• _Assignment_
Nothing in the entries below may be altered; print them as they stand.

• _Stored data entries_

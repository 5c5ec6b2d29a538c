//! Raw word chunks - the transport unit between the
//! readout loop, the chunk queue and the record file
//!

use std::fmt;

use crc::Crc;

use crate::serialization::{parse_u8,
                           parse_u32,
                           parse_f64,
                           u32_to_u8,
                           u8_to_u32,
                           Serialization,
                           SerializationError,
                           HEAD,
                           TAIL};

pub const CRC32 : Crc<u32> = Crc::<u32>::new(&crc::CRC_32_ISO_HDLC);

/// One drain of the receive FIFO
///
/// Created once per poll iteration of the readout loop and
/// never mutated afterwards. Chunk boundaries are a transport
/// artifact - the interpreter guarantees that decoding does
/// not depend on them.
#[derive(Debug, Clone, PartialEq)]
pub struct RawWordChunk {
  pub words           : Vec<u32>,
  pub timestamp_start : f64,
  pub timestamp_stop  : f64,
  pub error_flag      : u8,
}

impl RawWordChunk {

  pub fn new() -> Self {
    Self {
      words           : Vec::<u32>::new(),
      timestamp_start : 0.0,
      timestamp_stop  : 0.0,
      error_flag      : 0,
    }
  }

  pub fn len(&self) -> usize {
    self.words.len()
  }

  pub fn is_empty(&self) -> bool {
    self.words.is_empty()
  }
}

impl Default for RawWordChunk {
  fn default() -> Self {
    Self::new()
  }
}

impl fmt::Display for RawWordChunk {
  fn fmt(&self, f: &mut fmt::Formatter) -> fmt::Result {
    write!(f, "<RawWordChunk: {} words, ts {:.6} .. {:.6}, error {}>",
           self.words.len(), self.timestamp_start,
           self.timestamp_stop, self.error_flag)
  }
}

impl Serialization for RawWordChunk {

  fn from_bytestream(bytestream : &[u8],
                     pos        : &mut usize)
    -> Result<Self, SerializationError> {
    Self::expect_head(bytestream, pos)?;
    let mut chunk = RawWordChunk::new();
    chunk.timestamp_start = parse_f64(bytestream, pos)?;
    chunk.timestamp_stop  = parse_f64(bytestream, pos)?;
    chunk.error_flag      = parse_u8(bytestream, pos)?;
    let n_words           = parse_u32(bytestream, pos)? as usize;
    let n_bytes           = n_words * 4;
    if *pos + n_bytes > bytestream.len() {
      return Err(SerializationError::StreamTooShort);
    }
    let word_bytes = &bytestream[*pos..*pos + n_bytes];
    chunk.words    = u8_to_u32(word_bytes);
    *pos += n_bytes;
    let checksum = parse_u32(bytestream, pos)?;
    if checksum != CRC32.checksum(word_bytes) {
      return Err(SerializationError::ChecksumMismatch);
    }
    Self::expect_tail(bytestream, pos)?;
    Ok(chunk)
  }

  fn to_bytestream(&self) -> Vec<u8> {
    let word_bytes = u32_to_u8(&self.words);
    let checksum   = CRC32.checksum(&word_bytes);
    let mut stream = Vec::<u8>::with_capacity(29 + word_bytes.len());
    stream.extend_from_slice(&HEAD.to_le_bytes());
    stream.extend_from_slice(&self.timestamp_start.to_le_bytes());
    stream.extend_from_slice(&self.timestamp_stop.to_le_bytes());
    stream.extend_from_slice(&self.error_flag.to_le_bytes());
    stream.extend_from_slice(&(self.words.len() as u32).to_le_bytes());
    stream.extend_from_slice(&word_bytes);
    stream.extend_from_slice(&checksum.to_le_bytes());
    stream.extend_from_slice(&TAIL.to_le_bytes());
    stream
  }
}

/// Bookkeeping row of the raw record file, one per chunk
///
/// index_start/index_stop are cumulative word indices into
/// the concatenated word stream of the whole file.
#[derive(Debug, Copy, Clone, PartialEq)]
pub struct ChunkMeta {
  pub timestamp_start : f64,
  pub timestamp_stop  : f64,
  pub data_length     : u32,
  pub index_start     : u64,
  pub index_stop      : u64,
  pub error_flag      : u8,
}

impl ChunkMeta {

  pub fn from_chunk(chunk : &RawWordChunk, index_start : u64) -> Self {
    Self {
      timestamp_start : chunk.timestamp_start,
      timestamp_stop  : chunk.timestamp_stop,
      data_length     : chunk.words.len() as u32,
      index_start,
      index_stop      : index_start + chunk.words.len() as u64,
      error_flag      : chunk.error_flag,
    }
  }
}

impl fmt::Display for ChunkMeta {
  fn fmt(&self, f: &mut fmt::Formatter) -> fmt::Result {
    write!(f, "<ChunkMeta: {} words [{}..{}], error {}>",
           self.data_length, self.index_start, self.index_stop,
           self.error_flag)
  }
}

#[cfg(test)]
mod tests {
  use super::*;

  #[test]
  fn chunk_bytestream_roundtrip() {
    let chunk = RawWordChunk {
      words           : vec![0x80000001, 0x01E90005, 0x010A0A35, 0],
      timestamp_start : 1700000000.25,
      timestamp_stop  : 1700000000.30,
      error_flag      : 0,
    };
    let stream = chunk.to_bytestream();
    let mut pos = 0usize;
    let decoded = RawWordChunk::from_bytestream(&stream, &mut pos).unwrap();
    assert_eq!(decoded, chunk);
    assert_eq!(pos, stream.len());
  }

  #[test]
  fn empty_chunk_roundtrip() {
    let chunk = RawWordChunk::new();
    let stream = chunk.to_bytestream();
    let mut pos = 0usize;
    let decoded = RawWordChunk::from_bytestream(&stream, &mut pos).unwrap();
    assert!(decoded.is_empty());
  }

  #[test]
  fn corrupt_words_fail_the_checksum() {
    let chunk = RawWordChunk {
      words           : vec![1, 2, 3],
      timestamp_start : 0.0,
      timestamp_stop  : 0.0,
      error_flag      : 0,
    };
    let mut stream = chunk.to_bytestream();
    // flip a bit inside the word payload
    stream[24] ^= 0x01;
    let mut pos = 0usize;
    assert_eq!(RawWordChunk::from_bytestream(&stream, &mut pos),
               Err(SerializationError::ChecksumMismatch));
  }

  #[test]
  fn meta_indices_are_cumulative() {
    let chunk = RawWordChunk {
      words : vec![0; 7],
      ..RawWordChunk::new()
    };
    let meta = ChunkMeta::from_chunk(&chunk, 10);
    assert_eq!(meta.index_start, 10);
    assert_eq!(meta.index_stop, 17);
    assert_eq!(meta.data_length, 7);
  }
}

• _Answer_
repository 5c5ec6b2d29a538c
//! Raw word chunks - the transport unit between the
//! readout loop, the chunk queue and the record file
//!

use std::fmt;

use crc::Crc;

use crate::serialization::{parse_u8,
                           parse_u32,
                           parse_f64,
                           u32_to_u8,
                           u8_to_u32,
                           Serialization,
                           SerializationError,
                           HEAD,
                           TAIL};

pub const CRC32 : Crc<u32> = Crc::<u32>::new(&crc::CRC_32_ISO_HDLC);

/// One drain of the receive FIFO
///
/// Created once per poll iteration of the readout loop and
/// never mutated afterwards. Chunk boundaries are a transport
/// artifact - the interpreter guarantees that decoding does
/// not depend on them.
#[derive(Debug, Clone, PartialEq)]
pub struct RawWordChunk {
  pub words           : Vec<u32>,
  pub timestamp_start : f64,
  pub timestamp_stop  : f64,
  pub error_flag      : u8,
}

impl RawWordChunk {

  pub fn new() -> Self {
    Self {
      words           : Vec::<u32>::new(),
      timestamp_start : 0.0,
      timestamp_stop  : 0.0,
      error_flag      : 0,
    }
  }

  pub fn len(&self) -> usize {
    self.words.len()
  }

  pub fn is_empty(&self) -> bool {
    self.words.is_empty()
  }
}

impl Default for RawWordChunk {
  fn default() -> Self {
    Self::new()
  }
}

impl fmt::Display for RawWordChunk {
  fn fmt(&self, f: &mut fmt::Formatter) -> fmt::Result {
    write!(f, "<RawWordChunk: {} words, ts {:.6} .. {:.6}, error {}>",
           self.words.len(), self.timestamp_start,
           self.timestamp_stop, self.error_flag)
  }
}

impl Serialization for RawWordChunk {

  fn from_bytestream(bytestream : &[u8],
                     pos        : &mut usize)
    -> Result<Self, SerializationError> {
    Self::expect_head(bytestream, pos)?;
    let mut chunk = RawWordChunk::new();
    chunk.timestamp_start = parse_f64(bytestream, pos)?;
    chunk.timestamp_stop  = parse_f64(bytestream, pos)?;
    chunk.error_flag      = parse_u8(bytestream, pos)?;
    let n_words           = parse_u32(bytestream, pos)? as usize;
    let n_bytes           = n_words * 4;
    if *pos + n_bytes > bytestream.len() {
      return Err(SerializationError::StreamTooShort);
    }
    let word_bytes = &bytestream[*pos..*pos + n_bytes];
    chunk.words    = u8_to_u32(word_bytes);
    *pos += n_bytes;
    let checksum = parse_u32(bytestream, pos)?;
    if checksum != CRC32.checksum(word_bytes) {
      return Err(SerializationError::ChecksumMismatch);
    }
    Self::expect_tail(bytestream, pos)?;
    Ok(chunk)
  }

  fn to_bytestream(&self) -> Vec<u8> {
    let word_bytes = u32_to_u8(&self.words);
    let checksum   = CRC32.checksum(&word_bytes);
    let mut stream = Vec::<u8>::with_capacity(29 + word_bytes.len());
    stream.extend_from_slice(&HEAD.to_le_bytes());
    stream.extend_from_slice(&self.timestamp_start.to_le_bytes());
    stream.extend_from_slice(&self.timestamp_stop.to_le_bytes());
    stream.extend_from_slice(&self.error_flag.to_le_bytes());
    stream.extend_from_slice(&(self.words.len() as u32).to_le_bytes());
    stream.extend_from_slice(&word_bytes);
    stream.extend_from_slice(&checksum.to_le_bytes());
    stream.extend_from_slice(&TAIL.to_le_bytes());
    stream
  }
}

/// Bookkeeping row of the raw record file, one per chunk
///
/// index_start/index_stop are cumulative word indices into
/// the concatenated word stream of the whole file.
#[derive(Debug, Copy, Clone, PartialEq)]
pub struct ChunkMeta {
  pub timestamp_start : f64,
  pub timestamp_stop  : f64,
  pub data_length     : u32,
  pub index_start     : u64,
  pub index_stop      : u64,
  pub error_flag      : u8,
}

impl ChunkMeta {

  pub fn from_chunk(chunk : &RawWordChunk, index_start : u64) -> Self {
    Self {
      timestamp_start : chunk.timestamp_start,
      timestamp_stop  : chunk.timestamp_stop,
      data_length     : chunk.words.len() as u32,
      index_start,
      index_stop      : index_start + chunk.words.len() as u64,
      error_flag      : chunk.error_flag,
    }
  }
}

impl fmt::Display for ChunkMeta {
  fn fmt(&self, f: &mut fmt::Formatter) -> fmt::Result {
    write!(f, "<ChunkMeta: {} words [{}..{}], error {}>",
           self.data_length, self.index_start, self.index_stop,
           self.error_flag)
  }
}

#[cfg(test)]
mod tests {
  use super::*;

  #[test]
  fn chunk_bytestream_roundtrip() {
    let chunk = RawWordChunk {
      words           : vec![0x80000001, 0x01E90005, 0x010A0A35, 0],
      timestamp_start : 1700000000.25,
      timestamp_stop  : 1700000000.30,
      error_flag      : 0,
    };
    let stream = chunk.to_bytestream();
    let mut pos = 0usize;
    let decoded = RawWordChunk::from_bytestream(&stream, &mut pos).unwrap();
    assert_eq!(decoded, chunk);
    assert_eq!(pos, stream.len());
  }

  #[test]
  fn empty_chunk_roundtrip() {
    let chunk = RawWordChunk::new();
    let stream = chunk.to_bytestream();
    let mut pos = 0usize;
    let decoded = RawWordChunk::from_bytestream(&stream, &mut pos).unwrap();
    assert!(decoded.is_empty());
  }

  #[test]
  fn corrupt_words_fail_the_checksum() {
    let chunk = RawWordChunk {
      words           : vec![1, 2, 3],
      timestamp_start : 0.0,
      timestamp_stop  : 0.0,
      error_flag      : 0,
    };
    let mut stream = chunk.to_bytestream();
    // flip a bit inside the word payload
    stream[24] ^= 0x01;
    let mut pos = 0usize;
    assert_eq!(RawWordChunk::from_bytestream(&stream, &mut pos),
               Err(SerializationError::ChecksumMismatch));
  }

  #[test]
  fn meta_indices_are_cumulative() {
    let chunk = RawWordChunk {
      words : vec![0; 7],
      ..RawWordChunk::new()
    };
    let meta = ChunkMeta::from_chunk(&chunk, 10);
    assert_eq!(meta.index_start, 10);
    assert_eq!(meta.index_stop, 17);
    assert_eq!(meta.data_length, 7);
  }
}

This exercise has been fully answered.